▸ PROMPT
What is needed is an exact retyping of the records below, from the first line through the line that contains "use crate::pharmacy::Pharmacy;".

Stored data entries
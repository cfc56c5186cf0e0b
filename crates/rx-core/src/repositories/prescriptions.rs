//! Prescription records and their status lifecycle.
//!
//! Creating a prescription resolves the patient and pharmacy references to their display names,
//! fills in the catalog medication where one matches, and stamps the prescribed date and an
//! estimated ready time. Status changes are accepted in any direction.

use crate::config::CoreConfig;
use crate::format::estimate_ready_time;
use crate::patient::Patient;
use crate::pharmacy::Pharmacy;
use crate::prescription::{Prescription, PrescriptionDraft, PrescriptionStatus};
use crate::repositories::medications::MedicationCatalog;
use crate::repositories::resolve_reference;
use crate::status::{tracker_view, TrackerView};
use crate::store::RecordStore;
use crate::validation::{ensure_valid, validate_prescription, FieldError};
use crate::{RecordId, RxResult};
use chrono::{DateTime, Local, SecondsFormat};
use std::cmp::Reverse;
use std::sync::Arc;

#[derive(Clone, Debug)]
pub struct PrescriptionService {
    store: RecordStore<Prescription>,
    patients: RecordStore<Patient>,
    pharmacies: RecordStore<Pharmacy>,
    catalog: MedicationCatalog,
}

impl PrescriptionService {
    pub fn new(cfg: Arc<CoreConfig>) -> Self {
        Self {
            store: RecordStore::new(cfg.prescriptions_dir()),
            patients: RecordStore::new(cfg.patients_dir()),
            pharmacies: RecordStore::new(cfg.pharmacies_dir()),
            catalog: MedicationCatalog::new(),
        }
    }

    /// Lists prescriptions, newest first, optionally filtered by patient and status.
    ///
    /// Prescribed dates are compared as instants, so records written under different UTC offsets
    /// still order correctly. Unparseable dates sort last.
    pub fn list(
        &self,
        patient_id: Option<&str>,
        status: Option<PrescriptionStatus>,
    ) -> Vec<Prescription> {
        let mut prescriptions: Vec<Prescription> = self
            .store
            .list()
            .into_iter()
            .filter(|p| patient_id.map_or(true, |id| p.patient_id == id))
            .filter(|p| status.map_or(true, |s| p.status == s))
            .collect();
        prescriptions.sort_by_cached_key(|p| {
            Reverse(DateTime::parse_from_rfc3339(&p.prescribed_date).ok())
        });
        prescriptions
    }

    pub fn get(&self, id: &RecordId) -> RxResult<Prescription> {
        self.store.get(id)
    }

    /// The status tracker for one prescription.
    pub fn tracker(&self, id: &RecordId) -> RxResult<TrackerView> {
        Ok(tracker_view(&self.store.get(id)?))
    }

    pub fn create(&self, draft: PrescriptionDraft) -> RxResult<Prescription> {
        self.create_at(draft, Local::now())
    }

    /// Creates a pending prescription as if written at `now`.
    ///
    /// # Errors
    ///
    /// Returns `RxError::Validation` if the draft is invalid or names a patient or pharmacy that
    /// does not exist.
    pub fn create_at(
        &self,
        mut draft: PrescriptionDraft,
        now: DateTime<Local>,
    ) -> RxResult<Prescription> {
        self.fill_medication(&mut draft);

        let mut errors = validate_prescription(&draft);
        self.resolve_patient(&mut draft, &mut errors)?;
        let pharmacy = self.resolve_pharmacy(&mut draft, &mut errors)?;
        ensure_valid(errors)?;

        if let Some(pharmacy) = pharmacy {
            let option = draft.delivery_option.unwrap_or_default();
            draft.estimated_ready =
                estimate_ready_time(pharmacy.estimated_fill_time, option, now.naive_local());
        }

        let prescription = Prescription::from_draft(
            RecordId::new(),
            draft,
            now.to_rfc3339_opts(SecondsFormat::Millis, false),
            PrescriptionStatus::Pending,
        );
        self.store.insert(&prescription)?;
        tracing::info!(
            id = %prescription.id,
            medication = %prescription.medication,
            "prescription created"
        );
        Ok(prescription)
    }

    /// Applies the fields present in `patch`.
    ///
    /// Any status may replace any other; moving back up the tracker is logged as a warning.
    /// Patient and pharmacy references are only looked up again when the patch changes them, so
    /// the stored names survive the referenced record being deleted. Changing the medication id
    /// or name alone re-derives the other from the catalog.
    pub fn update(&self, id: &RecordId, patch: PrescriptionDraft) -> RxResult<Prescription> {
        let existing = self.store.get(id)?;
        let patient_changed = patch
            .patient_id
            .as_ref()
            .is_some_and(|p| *p != existing.patient_id);
        let pharmacy_changed = patch
            .pharmacy_id
            .as_ref()
            .is_some_and(|p| *p != existing.pharmacy_id);
        let medication_id_changed = patch.medication.is_none()
            && patch
                .medication_id
                .as_ref()
                .is_some_and(|m| *m != existing.medication_id);
        let medication_renamed = patch.medication_id.is_none()
            && patch
                .medication
                .as_ref()
                .is_some_and(|m| m.trim() != existing.medication);

        let mut merged = existing.merged(patch);
        if medication_id_changed {
            merged.medication = None;
        }
        if medication_renamed {
            merged.medication_id = None;
        }
        self.fill_medication(&mut merged);

        let mut errors = validate_prescription(&merged);
        if patient_changed {
            self.resolve_patient(&mut merged, &mut errors)?;
        }
        if pharmacy_changed {
            self.resolve_pharmacy(&mut merged, &mut errors)?;
        }
        ensure_valid(errors)?;

        let status = merged.status.unwrap_or(existing.status);
        if status.is_backward_from(existing.status) {
            tracing::warn!(
                id = %existing.id,
                from = %existing.status,
                to = %status,
                "prescription status moved backwards"
            );
        }

        let prescription =
            Prescription::from_draft(existing.id, merged, existing.prescribed_date, status);
        self.store.replace(&prescription)?;
        tracing::info!(id = %prescription.id, status = %prescription.status, "prescription updated");
        Ok(prescription)
    }

    pub fn set_status(&self, id: &RecordId, status: PrescriptionStatus) -> RxResult<Prescription> {
        self.update(
            id,
            PrescriptionDraft {
                status: Some(status),
                ..Default::default()
            },
        )
    }

    pub fn delete(&self, id: &RecordId) -> RxResult<()> {
        self.store.remove(id)?;
        tracing::info!(id = %id, "prescription deleted");
        Ok(())
    }

    /// Completes the medication name from the catalog id, or the id from the name.
    fn fill_medication(&self, draft: &mut PrescriptionDraft) {
        let named = draft
            .medication
            .as_deref()
            .is_some_and(|m| !m.trim().is_empty());

        if !named {
            if let Some(found) = draft
                .medication_id
                .as_deref()
                .and_then(|id| self.catalog.get(id).ok())
            {
                draft.medication = Some(found.name);
            }
        } else if draft.medication_id.as_deref().map_or(true, str::is_empty) {
            if let Some(found) = draft
                .medication
                .as_deref()
                .and_then(|name| self.catalog.find_by_name(name))
            {
                draft.medication_id = Some(found.id.clone());
            }
        }
    }

    /// Copies the patient name onto the draft, reporting a dangling reference.
    fn resolve_patient(
        &self,
        draft: &mut PrescriptionDraft,
        errors: &mut Vec<FieldError>,
    ) -> RxResult<()> {
        if let Some(patient) = resolve_reference(
            &self.patients,
            draft.patient_id.as_deref(),
            "patientId",
            "Patient not found",
            errors,
        )? {
            draft.patient_name = Some(patient.name);
        }
        Ok(())
    }

    fn resolve_pharmacy(
        &self,
        draft: &mut PrescriptionDraft,
        errors: &mut Vec<FieldError>,
    ) -> RxResult<Option<Pharmacy>> {
        let pharmacy = resolve_reference(
            &self.pharmacies,
            draft.pharmacy_id.as_deref(),
            "pharmacyId",
            "Pharmacy not found",
            errors,
        )?;
        if let Some(pharmacy) = &pharmacy {
            draft.pharmacy = Some(pharmacy.name.clone());
        }
        Ok(pharmacy)
    }
}
pub mod config;
pub mod domain;
pub mod entries;
pub mod error;
pub mod logging;
pub mod projects;
pub mod report;
pub mod session;
pub mod storage;
pub mod tracker;
pub mod ui;

pub use error::{Result, TimesheetError};
pub use tracker::Timesheet;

▸ SOLUTION TO THIS TASK
repository cfc56c5186cf0e0b
filename crates/rx-core/src/repositories/prescriptions.rs
//! Prescription records and their status lifecycle.
//!
//! Creating a prescription resolves the patient and pharmacy references to their display names,
//! fills in the catalog medication where one matches, and stamps the prescribed date and an
//! estimated ready time. Status changes are accepted in any direction.

use crate::config::CoreConfig;
use crate::format::estimate_ready_time;
use crate::patient::Patient;
use crate::pharmacy::Pharmacy;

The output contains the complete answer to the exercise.